Excerpts from a dataset:
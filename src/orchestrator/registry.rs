//! Process registry and task table
//!
//! Both live behind one mutex. Launch tasks append processes and update
//! their own task phase; teardown closes the registry, signals whatever is
//! still running and cancels tasks that have not started a session.

use std::collections::BTreeMap;
use std::io;
use std::process::ExitStatus;
use std::sync::{Arc, Mutex, MutexGuard};

use tokio::process::Child;
use tokio::task::AbortHandle;

use crate::testenv::Role;

/// Registry-local process identifier
pub type ProcessId = u64;

/// What is known about a registered process
#[derive(Debug, Clone, Copy, PartialEq, Eq)]
pub enum ProcessState {
    Running,
    /// Sent a cooperative terminate, exit not yet observed
    Terminating,
    /// Sent a hard kill, exit not yet observed
    Killed,
    /// Exit observed with this code (`None` when ended by a signal)
    Exited(Option<i32>),
}

impl ProcessState {
    /// Exit status not yet known
    pub fn is_live(&self) -> bool {
        !matches!(self, ProcessState::Exited(_))
    }
}

#[derive(Debug, Clone)]
pub struct ProcessEntry {
    pub id: ProcessId,
    pub client: String,
    pub pid: Option<u32>,
    pub state: ProcessState,
}

/// Where a launch task is in its life
#[derive(Debug, Clone, Copy, PartialEq, Eq)]
pub enum TaskPhase {
    /// Submitted, not yet polled
    Pending,
    /// Sleeping through its start delay
    Delaying,
    /// Remote session started
    Running,
    /// Cancelled before its session started
    Cancelled,
    Finished,
}

impl TaskPhase {
    /// Can be cancelled without killing anything
    pub fn is_unstarted(&self) -> bool {
        matches!(self, TaskPhase::Pending | TaskPhase::Delaying)
    }
}

#[derive(Debug)]
struct TaskEntry {
    role: Role,
    phase: TaskPhase,
    abort: Option<AbortHandle>,
}

#[derive(Debug, Default)]
struct Tracking {
    processes: Vec<ProcessEntry>,
    tasks: BTreeMap<String, TaskEntry>,
    next_id: ProcessId,
    closed: bool,
}

/// Outcome of trying to register a freshly started process
#[derive(Debug, Clone, Copy, PartialEq, Eq)]
pub enum Registration {
    Registered(ProcessId),
    /// Teardown already began; the caller must kill the process itself
    Closed,
}

/// Shared, cloneable handle to the registry
#[derive(Debug, Clone, Default)]
pub struct Registry {
    inner: Arc<Mutex<Tracking>>,
}

impl Registry {
    pub fn new() -> Self {
        Self::default()
    }

    fn lock(&self) -> MutexGuard<'_, Tracking> {
        // A panic while holding the lock leaves the tables consistent
        self.inner.lock().unwrap_or_else(|e| e.into_inner())
    }

    // === Processes ===

    /// Record a started process, unless teardown has begun
    pub fn register_process(&self, client: &str, pid: Option<u32>) -> Registration {
        let mut t = self.lock();
        if t.closed {
            return Registration::Closed;
        }
        let id = t.next_id;
        t.next_id += 1;
        t.processes.push(ProcessEntry {
            id,
            client: client.to_string(),
            pid,
            state: ProcessState::Running,
        });
        if let Some(task) = t.tasks.get_mut(client) {
            task.phase = TaskPhase::Running;
        }
        Registration::Registered(id)
    }

    /// Record an observed exit
    pub fn mark_exited(&self, id: ProcessId, code: Option<i32>) {
        let mut t = self.lock();
        if let Some(entry) = t.processes.iter_mut().find(|p| p.id == id) {
            entry.state = ProcessState::Exited(code);
        }
    }

    /// Check whether `child` has exited and reap it, under the lock
    ///
    /// Signals are only sent while holding the same lock, so a reaped pid is
    /// never signalled. An observed exit is recorded on entry `id`.
    pub fn reap(&self, id: ProcessId, child: &mut Child) -> io::Result<Option<ExitStatus>> {
        let mut t = self.lock();
        let status = child.try_wait()?;
        if let Some(status) = status {
            if let Some(entry) = t.processes.iter_mut().find(|p| p.id == id) {
                entry.state = ProcessState::Exited(status.code());
            }
        }
        Ok(status)
    }

    /// Ask a running process to terminate. Returns whether a signal was sent.
    pub fn terminate(&self, id: ProcessId) -> bool {
        let mut t = self.lock();
        let Some(entry) = t.processes.iter_mut().find(|p| p.id == id) else {
            return false;
        };
        if entry.state != ProcessState::Running {
            return false;
        }
        let Some(pid) = entry.pid else {
            return false;
        };
        match signal::terminate(pid) {
            Ok(()) => {
                entry.state = ProcessState::Terminating;
                true
            }
            Err(e) => {
                tracing::warn!(client = %entry.client, pid, "Failed to terminate: {}", e);
                false
            }
        }
    }

    /// Stop accepting registrations
    pub fn close(&self) {
        self.lock().closed = true;
    }

    /// Hard-kill every process whose exit has not been observed
    ///
    /// Processes already killed are not signalled again. Returns the
    /// clients that were killed and the number of failed kill attempts.
    pub fn kill_live(&self) -> (Vec<String>, usize) {
        let mut t = self.lock();
        let mut killed = Vec::new();
        let mut failures = 0;
        for entry in t.processes.iter_mut() {
            if !matches!(entry.state, ProcessState::Running | ProcessState::Terminating) {
                continue;
            }
            let Some(pid) = entry.pid else {
                continue;
            };
            match signal::kill(pid) {
                Ok(()) => {
                    tracing::info!(client = %entry.client, pid, "Killed process");
                    entry.state = ProcessState::Killed;
                    killed.push(entry.client.clone());
                }
                Err(e) => {
                    tracing::warn!(client = %entry.client, pid, "Failed to kill: {}", e);
                    failures += 1;
                }
            }
        }
        (killed, failures)
    }

    /// Remove every process entry
    pub fn drain_processes(&self) -> Vec<ProcessEntry> {
        std::mem::take(&mut self.lock().processes)
    }

    pub fn process_count(&self) -> usize {
        self.lock().processes.len()
    }

    pub fn live_count(&self) -> usize {
        self.lock()
            .processes
            .iter()
            .filter(|p| p.state.is_live())
            .count()
    }

    // === Tasks ===

    pub fn track_task(&self, client: &str, role: Role) {
        self.lock().tasks.insert(
            client.to_string(),
            TaskEntry {
                role,
                phase: TaskPhase::Pending,
                abort: None,
            },
        );
    }

    pub fn set_abort_handle(&self, client: &str, handle: AbortHandle) {
        if let Some(task) = self.lock().tasks.get_mut(client) {
            task.abort = Some(handle);
        }
    }

    /// Move a task to `phase`; a cancelled task stays cancelled
    pub fn set_phase(&self, client: &str, phase: TaskPhase) {
        if let Some(task) = self.lock().tasks.get_mut(client) {
            if task.phase != TaskPhase::Cancelled {
                task.phase = phase;
            }
        }
    }

    pub fn phase(&self, client: &str) -> Option<TaskPhase> {
        self.lock().tasks.get(client).map(|t| t.phase)
    }

    /// Abort tasks that have not started a session, optionally of one role
    pub fn cancel_unstarted(&self, role: Option<Role>) -> Vec<String> {
        let mut t = self.lock();
        let mut cancelled = Vec::new();
        for (name, task) in t.tasks.iter_mut() {
            if !task.phase.is_unstarted() || role.is_some_and(|r| r != task.role) {
                continue;
            }
            if let Some(handle) = &task.abort {
                handle.abort();
            }
            task.phase = TaskPhase::Cancelled;
            cancelled.push(name.clone());
        }
        cancelled
    }
}

/// Signal delivery by pid
#[cfg(unix)]
mod signal {
    use std::io;

    fn send(pid: u32, sig: libc::c_int) -> io::Result<()> {
        let pid = libc::pid_t::try_from(pid)
            .map_err(|_| io::Error::new(io::ErrorKind::InvalidInput, "pid out of range"))?;
        // SAFETY: kill(2) has no memory safety requirements
        if unsafe { libc::kill(pid, sig) } == 0 {
            return Ok(());
        }
        let err = io::Error::last_os_error();
        // Already gone but not yet reaped by its task
        if err.raw_os_error() == Some(libc::ESRCH) {
            return Ok(());
        }
        Err(err)
    }

    pub fn terminate(pid: u32) -> io::Result<()> {
        send(pid, libc::SIGTERM)
    }

    pub fn kill(pid: u32) -> io::Result<()> {
        send(pid, libc::SIGKILL)
    }
}

#[cfg(not(unix))]
mod signal {
    use std::io;

    pub fn terminate(_pid: u32) -> io::Result<()> {
        Err(io::Error::new(io::ErrorKind::Unsupported, "signals need unix"))
    }

    pub fn kill(_pid: u32) -> io::Result<()> {
        Err(io::Error::new(io::ErrorKind::Unsupported, "signals need unix"))
    }
}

- Prompt -
Look through the entries above and find each line where the word "have" occurs; copy those lines.

- Expected answer -
//! still running and cancels tasks that have not started a session.
    /// Abort tasks that have not started a session, optionally of one role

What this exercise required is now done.